Bug in reclaim logic with exhausted nodes?

Wed Mar 12 08:06:14 EST 2014

We have seen the following situation on a test system:

2-node system, each node has 32GB of memory.

2 gigantic (16GB) pages reserved at boot-time, both of which are
allocated from node 1.

SLUB notices this:

[    0.000000] SLUB: Unable to allocate memory from node 1
[    0.000000] SLUB: Allocating a useless per node structure in order to
be able to continue

After boot, user then did:

echo 24 > /proc/sys/vm/nr_hugepages

And tasks are stuck:

[<c0000000010980b8>] kexec_stack+0xb8/0x8000
[<c0000000000144d0>] .__switch_to+0x1c0/0x390
[<c0000000001ac708>] .throttle_direct_reclaim.isra.31+0x238/0x2c0
[<c0000000001b0b34>] .try_to_free_pages+0xb4/0x210
[<c0000000001a2f1c>] .__alloc_pages_nodemask+0x75c/0xb00
[<c0000000001eafb0>] .alloc_fresh_huge_page+0x70/0x150
[<c0000000001eb2d0>] .set_max_huge_pages.part.37+0x130/0x2f0
[<c0000000001eb7c8>] .hugetlb_sysctl_handler_common+0x168/0x180
[<c0000000002ae21c>] .proc_sys_call_handler+0xfc/0x120
[<c00000000021dcc0>] .vfs_write+0xe0/0x260
[<c00000000021e8c8>] .SyS_write+0x58/0xd0
[<c000000000009e7c>] syscall_exit+0x0/0x7c

[<c00000004f9334b0>] 0xc00000004f9334b0
[<c0000000000144d0>] .__switch_to+0x1c0/0x390
[<c0000000001ac708>] .throttle_direct_reclaim.isra.31+0x238/0x2c0
[<c0000000001b0b34>] .try_to_free_pages+0xb4/0x210
[<c0000000001a2f1c>] .__alloc_pages_nodemask+0x75c/0xb00
[<c0000000001eafb0>] .alloc_fresh_huge_page+0x70/0x150
[<c0000000001eb2d0>] .set_max_huge_pages.part.37+0x130/0x2f0
[<c0000000001eb7c8>] .hugetlb_sysctl_handler_common+0x168/0x180
[<c0000000002ae21c>] .proc_sys_call_handler+0xfc/0x120
[<c00000000021dcc0>] .vfs_write+0xe0/0x260
[<c00000000021e8c8>] .SyS_write+0x58/0xd0
[<c000000000009e7c>] syscall_exit+0x0/0x7c

[<c00000004f91f440>] 0xc00000004f91f440
[<c0000000000144d0>] .__switch_to+0x1c0/0x390
[<c0000000001ac708>] .throttle_direct_reclaim.isra.31+0x238/0x2c0
[<c0000000001b0b34>] .try_to_free_pages+0xb4/0x210
[<c0000000001a2f1c>] .__alloc_pages_nodemask+0x75c/0xb00
[<c0000000001eafb0>] .alloc_fresh_huge_page+0x70/0x150
[<c0000000001eb2d0>] .set_max_huge_pages.part.37+0x130/0x2f0
[<c0000000001eb54c>] .nr_hugepages_store_common.isra.39+0xbc/0x1b0
[<c0000000003662cc>] .kobj_attr_store+0x2c/0x50
[<c0000000002b2c2c>] .sysfs_write_file+0xec/0x1c0
[<c00000000021dcc0>] .vfs_write+0xe0/0x260
[<c00000000021e8c8>] .SyS_write+0x58/0xd0
[<c000000000009e7c>] syscall_exit+0x0/0x7c

kswapd1 is also pegged at this point at 100% cpu.

If we go in and manually:

echo 24 >
/sys/devices/system/node/node0/hugepages/hugepages-16384kB/nr_hugepages

rather than relying on the interleaving allocator from the sysctl, the
allocation succeeds (and the echo returns immediately).
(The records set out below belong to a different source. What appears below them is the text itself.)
#[path = "test_support/mod.rs"]
mod test_support;

use stagehand::lifecycle::{LifecycleState, TeardownPolicy};
use stagehand::materializer::{MaterializeError, Materializer, ScaffoldTool};
use stagehand::options::{Authentication, ProjectOptions};
use stagehand::shared::ids::TemplateId;
use std::fs;
use std::time::{Duration, Instant};
use tempfile::tempdir;
use test_support::{
    entries_in, materializer_for, write_failing_scaffold_tool, write_fake_scaffold_tool,
    write_script,
};

fn template() -> TemplateId {
    TemplateId::parse("arcus-webapi").expect("template id")
}

#[test]
fn materialize_generates_into_a_fresh_directory_with_rendered_options() {
    let tools = tempdir().expect("tools dir");
    let root = tempdir().expect("projects root");
    let materializer = materializer_for(&write_fake_scaffold_tool(tools.path()));

    let options = ProjectOptions::new()
        .with_project_name("Orders")
        .and_then(|options| {
            options.with(&Authentication::SharedAccessKey {
                header: "x-api-key".to_string(),
                secret_name: "ApiKey".to_string(),
            })
        })
        .and_then(|options| options.with_toggle("exclude-correlation", true))
        .expect("options");

    let project = materializer
        .materialize(&template(), &options, root.path())
        .expect("materialize");

    assert_eq!(project.state(), LifecycleState::Created);
    assert!(project.directory().starts_with(root.path()));
    assert!(project
        .id()
        .as_str()
        .starts_with("arcus-webapi-"));
    assert!(project.directory().join("src/Program.cs").is_file());

    let args = fs::read_to_string(project.directory().join("args.txt")).expect("args");
    assert!(
        args.starts_with("new arcus-webapi --name Orders --authentication SharedAccessKey"),
        "{args}"
    );
    assert!(args.contains("--exclude-correlation true"), "{args}");
    assert!(
        args.trim_end()
            .ends_with(&format!("--output {}", project.directory().display())),
        "{args}"
    );
    assert_eq!(project.options(), &options);
}

#[test]
fn two_materializations_never_share_a_directory() {
    let tools = tempdir().expect("tools dir");
    let root = tempdir().expect("projects root");
    let materializer = materializer_for(&write_fake_scaffold_tool(tools.path()));

    let first = materializer
        .materialize(&template(), &ProjectOptions::new(), root.path())
        .expect("first");
    let second = materializer
        .materialize(&template(), &ProjectOptions::new(), root.path())
        .expect("second");

    assert_ne!(first.directory(), second.directory());
    assert_ne!(first.id(), second.id());
    assert_eq!(entries_in(root.path()).len(), 2);
}

#[test]
fn missing_projects_root_is_created() {
    let tools = tempdir().expect("tools dir");
    let base = tempdir().expect("base");
    let root = base.path().join("nested/projects");
    let materializer = materializer_for(&write_fake_scaffold_tool(tools.path()));

    let project = materializer
        .materialize(&template(), &ProjectOptions::new(), &root)
        .expect("materialize");
    assert!(project.directory().starts_with(&root));
}

#[test]
fn failed_generation_surfaces_stderr_and_leaves_no_directory() {
    let tools = tempdir().expect("tools dir");
    let root = tempdir().expect("projects root");
    let tool = write_failing_scaffold_tool(
        tools.path(),
        "No templates found matching: arcus-webapi.",
        103,
    );

    let err = materializer_for(&tool)
        .materialize(&template(), &ProjectOptions::new(), root.path())
        .expect_err("generation fails");

    match err {
        MaterializeError::ProjectCreation {
            template,
            exit_code,
            stderr,
        } => {
            assert_eq!(template, "arcus-webapi");
            assert_eq!(exit_code, Some(103));
            assert_eq!(stderr, "No templates found matching: arcus-webapi.\n");
        }
        other => panic!("unexpected error: {other:?}"),
    }
    assert!(entries_in(root.path()).is_empty());
}

#[test]
fn missing_tool_is_reported_without_leaving_a_directory() {
    let root = tempdir().expect("projects root");
    let materializer = Materializer::new(ScaffoldTool::new(
        root.path().join("no-such-dotnet").display().to_string(),
        Duration::from_secs(1),
    ));

    let err = materializer
        .materialize(&template(), &ProjectOptions::new(), root.path())
        .expect_err("tool missing");
    assert!(matches!(err, MaterializeError::ToolMissing { .. }), "{err:?}");
    assert!(entries_in(root.path()).is_empty());
}

#[test]
fn hung_tool_times_out() {
    let tools = tempdir().expect("tools dir");
    let root = tempdir().expect("projects root");
    let tool = tools.path().join("hung-dotnet");
    write_script(&tool, "#!/bin/sh\nexec sleep 5\n");
    let materializer = Materializer::new(ScaffoldTool::new(
        tool.display().to_string(),
        Duration::from_millis(200),
    ));

    let err = materializer
        .materialize(&template(), &ProjectOptions::new(), root.path())
        .expect_err("timeout");
    assert!(
        matches!(err, MaterializeError::Timeout { timeout_ms: 200, .. }),
        "{err:?}"
    );
    assert!(entries_in(root.path()).is_empty());
}

#[test]
fn timeout_does_not_wait_for_the_tools_own_children() {
    let tools = tempdir().expect("tools dir");
    let root = tempdir().expect("projects root");
    let tool = tools.path().join("restoring-dotnet");
    write_script(&tool, "#!/bin/sh\nsleep 8\necho done\n");
    let materializer = Materializer::new(ScaffoldTool::new(
        tool.display().to_string(),
        Duration::from_millis(500),
    ));

    let started = Instant::now();
    let err = materializer
        .materialize(&template(), &ProjectOptions::new(), root.path())
        .expect_err("timeout");
    let took = started.elapsed();

    assert!(matches!(err, MaterializeError::Timeout { .. }), "{err:?}");
    assert!(took < Duration::from_secs(4), "{took:?}");
    assert!(entries_in(root.path()).is_empty());
}

#[test]
fn template_install_and_uninstall_invoke_the_tool() {
    let tools = tempdir().expect("tools dir");
    let log = tools.path().join("calls.log");
    let tool = tools.path().join("recording-dotnet");
    write_script(
        &tool,
        &format!("#!/bin/sh\necho \"$@\" >> {}\n", log.display()),
    );
    let scaffold = ScaffoldTool::new(tool.display().to_string(), Duration::from_secs(5));
    let source = tools.path().join("templates");
    fs::create_dir_all(&source).expect("template source");

    scaffold.install_template(&source).expect("install");
    scaffold.uninstall_template(&source).expect("uninstall");

    let calls = fs::read_to_string(&log).expect("calls");
    let lines: Vec<&str> = calls.lines().collect();
    assert_eq!(
        lines,
        vec![
            format!("new install {}", source.display()),
            format!("new uninstall {}", source.display()),
        ]
    );
}

#[test]
fn teardown_policy_from_the_materializer_is_applied() {
    let tools = tempdir().expect("tools dir");
    let root = tempdir().expect("projects root");
    let materializer = materializer_for(&write_fake_scaffold_tool(tools.path()))
        .with_teardown_policy(TeardownPolicy::KeepProjectDirectory);

    let project = materializer
        .materialize(&template(), &ProjectOptions::new(), root.path())
        .expect("materialize");
    let dir = project.directory().to_path_buf();
    assert_eq!(project.teardown_policy(), TeardownPolicy::KeepProjectDirectory);

    drop(project);
    assert!(dir.is_dir());
}
//! Scaffolds throwaway projects from templates, patches them, runs them and
//! tears them down again.

pub mod clients;
pub mod config;
pub mod lifecycle;
pub mod materializer;
pub mod options;
pub mod patcher;
pub mod probe;
pub mod process;
pub mod shared;

pub use config::HarnessSettings;
pub use lifecycle::{ProjectCollection, TeardownPolicy, TemplateProject};
pub use materializer::Materializer;
pub use options::ProjectOptions;
pub use shared::errors::HarnessError;
#![allow(dead_code)]

use stagehand::materializer::{Materializer, ScaffoldTool};
use std::fs;
use std::io::{BufRead, BufReader, Read, Write};
use std::net::{TcpListener, TcpStream};
use std::os::unix::fs::PermissionsExt;
use std::path::{Path, PathBuf};
use std::thread;
use std::time::{Duration, Instant};

pub(crate) const HEALTHY_REPORT: &str =
    r#"{"status":"Healthy","totalDuration":"00:00:00.0100000","entries":{}}"#;
pub(crate) const DEGRADED_REPORT: &str = r#"{"status":"Degraded","entries":{"queue":{"status":"Degraded","description":"backlog"}}}"#;

pub(crate) fn write_script(path: &Path, body: &str) {
    fs::write(path, body).expect("write script");
    let mut perms = fs::metadata(path).expect("metadata").permissions();
    perms.set_mode(0o755);
    fs::set_permissions(path, perms).expect("chmod");
}

/// Stand-in for `dotnet new`: records its arguments and writes a source file
/// with a `#{Placeholder}#` token into the `--output` directory.
pub(crate) fn write_fake_scaffold_tool(dir: &Path) -> PathBuf {
    let path = dir.join("fake-dotnet");
    write_script(
        &path,
        r##"#!/bin/sh
out=""
prev=""
for arg in "$@"; do
  if [ "$prev" = "--output" ]; then out="$arg"; fi
  prev="$arg"
done
if [ -z "$out" ]; then echo "missing --output" >&2; exit 2; fi
echo "$@" > "$out/args.txt"
mkdir -p "$out/src"
printf 'var connection = "#{ConnectionString}#";\n' > "$out/src/Program.cs"
echo "The template was created successfully."
"##,
    );
    path
}

pub(crate) fn write_failing_scaffold_tool(dir: &Path, stderr: &str, code: i32) -> PathBuf {
    let path = dir.join("failing-dotnet");
    write_script(
        &path,
        &format!("#!/bin/sh\nprintf '%s\\n' '{stderr}' >&2\nexit {code}\n"),
    );
    path
}

pub(crate) fn materializer_for(tool: &Path) -> Materializer {
    Materializer::new(ScaffoldTool::new(
        tool.display().to_string(),
        Duration::from_secs(10),
    ))
}

pub(crate) fn entries_in(dir: &Path) -> Vec<PathBuf> {
    match fs::read_dir(dir) {
        Ok(entries) => entries
            .map(|entry| entry.expect("dir entry").path())
            .collect(),
        Err(_) => Vec::new(),
    }
}

pub(crate) fn wait_until<F>(timeout: Duration, mut condition: F) -> bool
where
    F: FnMut() -> bool,
{
    let deadline = Instant::now() + timeout;
    while Instant::now() < deadline {
        if condition() {
            return true;
        }
        thread::sleep(Duration::from_millis(25));
    }
    condition()
}

/// A port nothing listens on right now.
pub(crate) fn unused_port() -> u16 {
    let listener = TcpListener::bind("127.0.0.1:0").expect("bind");
    listener.local_addr().expect("local addr").port()
}

#[derive(Debug, Clone)]
pub(crate) struct StubRequest {
    pub method: String,
    pub path: String,
    pub headers: Vec<(String, String)>,
    pub body: String,
}

impl StubRequest {
    pub fn header(&self, name: &str) -> Option<&str> {
        self.headers
            .iter()
            .find(|(key, _)| key.eq_ignore_ascii_case(name))
            .map(|(_, value)| value.as_str())
    }
}

#[derive(Debug, Clone)]
pub(crate) struct StubReply {
    pub status: u16,
    pub headers: Vec<(String, String)>,
    pub body: String,
}

impl StubReply {
    pub fn json(status: u16, body: &str) -> Self {
        Self {
            status,
            headers: Vec::new(),
            body: body.to_string(),
        }
    }

    pub fn with_header(mut self, name: &str, value: &str) -> Self {
        self.headers.push((name.to_string(), value.to_string()));
        self
    }
}

/// Minimal HTTP/1.1 server on an ephemeral port; one request per connection.
pub(crate) fn spawn_http_stub<F>(handler: F) -> u16
where
    F: Fn(&StubRequest) -> StubReply + Send + 'static,
{
    let listener = TcpListener::bind("127.0.0.1:0").expect("bind http stub");
    let port = listener.local_addr().expect("local addr").port();
    thread::spawn(move || {
        for stream in listener.incoming() {
            let Ok(mut stream) = stream else { continue };
            if let Some(request) = read_request(&stream) {
                let reply = handler(&request);
                write_reply(&mut stream, &reply);
            }
        }
    });
    port
}

/// Writes `body` to every connection and closes it.
pub(crate) fn spawn_tcp_health_stub(body: &str) -> u16 {
    let listener = TcpListener::bind("127.0.0.1:0").expect("bind tcp stub");
    let port = listener.local_addr().expect("local addr").port();
    let body = body.to_string();
    thread::spawn(move || {
        for stream in listener.incoming() {
            let Ok(mut stream) = stream else { continue };
            let _ = stream.write_all(body.as_bytes());
            let _ = stream.flush();
        }
    });
    port
}

fn read_request(stream: &TcpStream) -> Option<StubRequest> {
    stream.set_read_timeout(Some(Duration::from_secs(5))).ok()?;
    let mut reader = BufReader::new(stream.try_clone().ok()?);
    let mut request_line = String::new();
    reader.read_line(&mut request_line).ok()?;
    let mut parts = request_line.split_whitespace();
    let method = parts.next()?.to_string();
    let path = parts.next()?.to_string();

    let mut headers = Vec::new();
    loop {
        let mut line = String::new();
        if reader.read_line(&mut line).ok()? == 0 {
            break;
        }
        let line = line.trim_end();
        if line.is_empty() {
            break;
        }
        if let Some((name, value)) = line.split_once(':') {
            headers.push((name.trim().to_string(), value.trim().to_string()));
        }
    }

    let length = headers
        .iter()
        .find(|(name, _)| name.eq_ignore_ascii_case("content-length"))
        .and_then(|(_, value)| value.parse::<usize>().ok())
        .unwrap_or(0);
    let mut body = vec![0_u8; length];
    reader.read_exact(&mut body).ok()?;

    Some(StubRequest {
        method,
        path,
        headers,
        body: String::from_utf8_lossy(&body).into_owned(),
    })
}

fn write_reply(stream: &mut TcpStream, reply: &StubReply) {
    let reason = match reply.status {
        200 => "OK",
        202 => "Accepted",
        401 => "Unauthorized",
        404 => "Not Found",
        500 => "Internal Server Error",
        503 => "Service Unavailable",
        _ => "Status",
    };
    let mut head = format!(
        "HTTP/1.1 {} {}\r\nContent-Type: application/json\r\nContent-Length: {}\r\nConnection: close\r\n",
        reply.status,
        reason,
        reply.body.len()
    );
    for (name, value) in &reply.headers {
        head.push_str(&format!("{name}: {value}\r\n"));
    }
    head.push_str("\r\n");
    let _ = stream.write_all(head.as_bytes());
    let _ = stream.write_all(reply.body.as_bytes());
    let _ = stream.flush();
}
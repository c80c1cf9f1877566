use super::MaterializeError;
use crate::shared::ids::{InstanceId, TemplateId};
use std::fs;
use std::path::{Path, PathBuf};

const MAX_RESERVE_ATTEMPTS: usize = 16;

/// Creates a fresh directory for one instance under `root`.
///
/// The final directory is created with `create_dir`, so concurrent callers can
/// never be handed the same path.
pub fn reserve_instance_directory(
    root: &Path,
    template: &TemplateId,
) -> Result<(InstanceId, PathBuf), MaterializeError> {
    fs::create_dir_all(root).map_err(|source| MaterializeError::CreateDir {
        path: root.display().to_string(),
        source,
    })?;

    for _ in 0..MAX_RESERVE_ATTEMPTS {
        let id = InstanceId::generate(template, chrono::Utc::now().timestamp())
            .map_err(MaterializeError::InstanceId)?;
        let dir = root.join(id.as_str());
        match fs::create_dir(&dir) {
            Ok(()) => return Ok((id, dir)),
            Err(err) if err.kind() == std::io::ErrorKind::AlreadyExists => continue,
            Err(source) => {
                return Err(MaterializeError::CreateDir {
                    path: dir.display().to_string(),
                    source,
                })
            }
        }
    }

    Err(MaterializeError::InstanceId(format!(
        "failed to allocate a unique directory under {} after {} attempts",
        root.display(),
        MAX_RESERVE_ATTEMPTS
    )))
}

#[cfg(test)]
mod tests {
    use super::*;
    use std::collections::BTreeSet;
    use std::sync::Arc;
    use std::thread;
    use tempfile::tempdir;

    #[test]
    fn concurrent_reservations_never_collide() {
        let root = tempdir().expect("tempdir");
        let root_path = Arc::new(root.path().join("projects"));
        let template = TemplateId::parse("web-api").expect("template");

        let handles: Vec<_> = (0..8)
            .map(|_| {
                let root_path = root_path.clone();
                let template = template.clone();
                thread::spawn(move || {
                    (0..8)
                        .map(|_| {
                            reserve_instance_directory(&root_path, &template)
                                .expect("reserve")
                                .1
                        })
                        .collect::<Vec<_>>()
                })
            })
            .collect();

        let mut seen = BTreeSet::new();
        for handle in handles {
            for dir in handle.join().expect("join") {
                assert!(dir.is_dir());
                assert!(seen.insert(dir));
            }
        }
        assert_eq!(seen.len(), 64);
    }
}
I think we are hitting the following:

mm/hugetlb.c::alloc_fresh_huge_page_node():

        page = alloc_pages_exact_node(nid,
                htlb_alloc_mask(h)|__GFP_COMP|__GFP_THISNODE|
                                                __GFP_REPEAT|__GFP_NOWARN,
                huge_page_order(h));

include/linux/gfp.h:

#define GFP_THISNODE    (__GFP_THISNODE | __GFP_NOWARN | __GFP_NORETRY)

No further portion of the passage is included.